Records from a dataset
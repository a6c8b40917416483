// Licensed under the Apache-2.0 license

use chaos_api::IrqStatus;

/// Interrupt line from the device to the host driver.
///
/// Called on the device thread after the cause is latched in `irq_status`.
pub trait IrqHandler: Send + Sync {
    fn handle_irq(&self, irq: IrqStatus);
}

impl<F: Fn(IrqStatus) + Send + Sync> IrqHandler for F {
    fn handle_irq(&self, irq: IrqStatus) {
        self(irq)
    }
}

/// Handler that drops every interrupt
#[derive(Debug, Default, Clone, Copy)]
pub struct NoIrq;

impl IrqHandler for NoIrq {
    fn handle_irq(&self, _irq: IrqStatus) {}
}
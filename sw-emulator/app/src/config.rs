/*++

Licensed under the Apache-2.0 license.

File Name:

    config.rs

Abstract:

    File contains utilities for parsing the key and device configuration files.

--*/

use anyhow::{bail, Context};
use chaos_emu_periph::DeviceConfig;
use chaos_image_gen::RsaSigningKey;
use serde_derive::{Deserialize, Serialize};
use std::path::Path;

/// RSA key material as little-endian hex
#[derive(Default, Serialize, Deserialize)]
pub(crate) struct RsaKeyConfig {
    pub modulus: String,

    pub private_exponent: Option<String>,
}

// Key Configuration
#[derive(Default, Serialize, Deserialize)]
pub(crate) struct KeyConfig {
    pub rsa: RsaKeyConfig,
}

impl KeyConfig {
    /// Pinned public key the device checks images against
    pub fn trust_anchor(&self) -> anyhow::Result<Vec<u8>> {
        let modulus = hex::decode(self.rsa.modulus.trim()).context("Invalid modulus hex")?;
        if modulus.is_empty() {
            bail!("RSA modulus must not be empty");
        }
        Ok(modulus)
    }

    pub fn signing_key(&self) -> anyhow::Result<RsaSigningKey> {
        let Some(private_exponent) = &self.rsa.private_exponent else {
            bail!("Key configuration has no private exponent");
        };
        RsaSigningKey::from_hex(&self.rsa.modulus, private_exponent)
    }
}

fn load_toml<T: serde::de::DeserializeOwned>(path: &Path) -> anyhow::Result<T> {
    let config_str = std::fs::read_to_string(path)
        .with_context(|| format!("Failed to read the config file {}", path.display()))?;

    toml::from_str(&config_str)
        .with_context(|| format!("Failed to parse config file {}", path.display()))
}

/// Load Key Configuration from file
pub(crate) fn load_key_config(path: &Path) -> anyhow::Result<KeyConfig> {
    load_toml(path)
}

/// Load Device Configuration from file, or the defaults
pub(crate) fn load_device_config(path: Option<&Path>) -> anyhow::Result<DeviceConfig> {
    match path {
        Some(path) => load_toml(path),
        None => Ok(DeviceConfig::default()),
    }
}

#[cfg(test)]
mod tests {
    use super::*;
    use chaos_image_fake_keys::{DEV_RSA_MODULUS, DEV_RSA_PRIVATE_EXPONENT};

    #[test]
    fn test_key_config() {
        let text = format!(
            "[rsa]\nmodulus = \"{}\"\nprivate_exponent = \"{}\"\n",
            hex::encode(DEV_RSA_MODULUS),
            hex::encode(DEV_RSA_PRIVATE_EXPONENT)
        );
        let config: KeyConfig = toml::from_str(&text).unwrap();
        assert_eq!(config.trust_anchor().unwrap(), DEV_RSA_MODULUS.to_vec());
        let key = config.signing_key().unwrap();
        assert_eq!(key.private_exponent, DEV_RSA_PRIVATE_EXPONENT.to_vec());

        let public_only: KeyConfig =
            toml::from_str(&format!("[rsa]\nmodulus = \"{}\"\n", hex::encode(DEV_RSA_MODULUS)))
                .unwrap();
        assert!(public_only.signing_key().is_err());
        assert!(toml::from_str::<KeyConfig>("[rsa]\nmodulus = \"\"\n")
            .unwrap()
            .trust_anchor()
            .is_err());
    }

    #[test]
    fn test_missing_device_config_uses_defaults() {
        assert_eq!(load_device_config(None).unwrap(), DeviceConfig::default());
        assert!(load_device_config(Some(Path::new("/nonexistent/chaos.toml"))).is_err());
    }
}
/*++

Licensed under the Apache-2.0 license.

File Name:

    main.rs

Abstract:

    File contains main entrypoint for the CHAOS emulator.

--*/

use clap::{arg, value_parser, ArgAction, Command};
use log::LevelFilter;
use simple_logger::SimpleLogger;
use std::path::PathBuf;

mod config;
mod run;
mod sign;

fn key_config_arg() -> clap::Arg {
    arg!(--"key-config" <FILE> "Key Configuration file")
        .required(true)
        .value_parser(value_parser!(PathBuf))
}

/// Entry point
fn main() {
    let sub_cmds = vec![
        Command::new("sign")
            .about("Sign a code blob into a firmware image")
            .arg(key_config_arg())
            .arg(
                arg!(--"code" <FILE> "Raw firmware code")
                    .required(true)
                    .value_parser(value_parser!(PathBuf)),
            )
            .arg(
                arg!(--"out" <FILE> "Output file")
                    .required(true)
                    .value_parser(value_parser!(PathBuf)),
            ),
        Command::new("run")
            .about("Load an image into an emulated device and execute one request")
            .arg(key_config_arg())
            .arg(
                arg!(--"device-config" <FILE> "Device Configuration file")
                    .required(false)
                    .value_parser(value_parser!(PathBuf)),
            )
            .arg(
                arg!(--"image" <FILE> "Signed firmware image; the built-in firmware when omitted")
                    .required(false)
                    .value_parser(value_parser!(PathBuf)),
            )
            .arg(
                arg!(--"algo" <NAME> "Request algorithm")
                    .required(true)
                    .value_parser(run::algorithm_names().collect::<Vec<_>>()),
            )
            .arg(
                arg!(--"input" <HEX> "Input bytes")
                    .required(true)
                    .value_parser(value_parser!(String)),
            )
            .arg(
                arg!(--"key" <HEX> "Key bytes")
                    .required(false)
                    .value_parser(value_parser!(String)),
            )
            .arg(
                arg!(--"out-size" <U32> "Output buffer size")
                    .required(false)
                    .value_parser(value_parser!(u32)),
            )
            .arg(
                arg!(--"in-process" "Run the firmware logic on the device thread instead of a sandbox")
                    .action(ArgAction::SetTrue),
            ),
    ];

    let cmd = Command::new("chaos-emu")
        .arg_required_else_help(true)
        .arg(
            arg!(--"log-level" <LEVEL> "Log level")
                .required(false)
                .global(true)
                .default_value("info")
                .value_parser(value_parser!(LevelFilter)),
        )
        .subcommands(sub_cmds)
        .about("CHAOS virtual accelerator emulator")
        .get_matches();

    let level = cmd
        .get_one::<LevelFilter>("log-level")
        .copied()
        .unwrap_or(LevelFilter::Info);
    let _ = SimpleLogger::new().with_level(level).init();

    let result = match cmd.subcommand() {
        Some(("sign", args)) => sign::run_cmd(args),
        Some(("run", args)) => run::run_cmd(args),
        _ => unreachable!(),
    };

    result.unwrap_or_else(|e| {
        log::error!("Error: {:#}", e);
        std::process::exit(1);
    });
}
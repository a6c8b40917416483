// Licensed under the Apache-2.0 license.

use std::sync::{Condvar, Mutex, MutexGuard};
use std::time::{Duration, Instant};

/// Counting doorbell.
///
/// `trigger` adds to a counter and wakes a waiter; `wait_and_clear` blocks
/// until the counter is non-zero and returns it, resetting it to zero.
#[derive(Default)]
pub struct Event {
    count: Mutex<u64>,
    cond: Condvar,
}

impl Event {
    pub fn new() -> Self {
        Self::default()
    }

    fn lock(&self) -> MutexGuard<'_, u64> {
        // A poisoned counter is still a valid counter.
        self.count.lock().unwrap_or_else(|e| e.into_inner())
    }

    pub fn trigger(&self, val: u64) {
        let mut count = self.lock();
        *count = count.saturating_add(val.max(1));
        self.cond.notify_all();
    }

    pub fn wait_and_clear(&self) -> u64 {
        let mut count = self.lock();
        while *count == 0 {
            count = self.cond.wait(count).unwrap_or_else(|e| e.into_inner());
        }
        core::mem::take(&mut *count)
    }

    /// Like [`Event::wait_and_clear`], but gives up after `timeout`
    pub fn wait_timeout(&self, timeout: Duration) -> Option<u64> {
        let deadline = Instant::now() + timeout;
        let mut count = self.lock();
        while *count == 0 {
            let now = Instant::now();
            if now >= deadline {
                return None;
            }
            count = self
                .cond
                .wait_timeout(count, deadline - now)
                .map(|(guard, _)| guard)
                .unwrap_or_else(|e| e.into_inner().0);
        }
        Some(core::mem::take(&mut *count))
    }
}

#[cfg(test)]
mod tests {
    use super::*;
    use std::sync::Arc;

    #[test]
    fn test_trigger_then_wait() {
        let event = Event::new();
        event.trigger(1);
        event.trigger(2);
        assert_eq!(event.wait_and_clear(), 3);
        assert_eq!(event.wait_timeout(Duration::from_millis(10)), None);
    }

    #[test]
    fn test_wakes_other_thread() {
        let event = Arc::new(Event::new());
        let waiter = {
            let event = event.clone();
            std::thread::spawn(move || event.wait_and_clear())
        };
        std::thread::sleep(Duration::from_millis(20));
        event.trigger(0x1337);
        assert_eq!(waiter.join().unwrap(), 0x1337);
    }
}
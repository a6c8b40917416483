/*++

Licensed under the Apache-2.0 license.

File Name:

    lib.rs

Abstract:

    File contains exports for the accelerator firmware.

    The firmware runs inside the sandboxed child. Everything reachable from
    `firmware_entry` must avoid heap allocation, logging and panics: the only
    syscalls the child may issue are the crypto capability and exit.

--*/

mod dispatcher;
mod entry;
mod mailbox;
mod syscalls;

pub use dispatcher::{Dispatcher, Fatal};
#[cfg(all(target_os = "linux", target_arch = "x86_64"))]
pub use entry::firmware_entry;
pub use entry::Trampoline;
pub use mailbox::{handle_mailbox, poll_next_command, push_response};
#[cfg(all(target_os = "linux", target_arch = "x86_64"))]
pub use syscalls::{sys_exit, RawSyscalls};
pub use syscalls::{InProcessSyscalls, Syscalls};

__What you need to do__. Select and copy every line from the records that includes the word "take".

__Written response__.
        core::mem::take(&mut *count)
        Some(core::mem::take(&mut *count))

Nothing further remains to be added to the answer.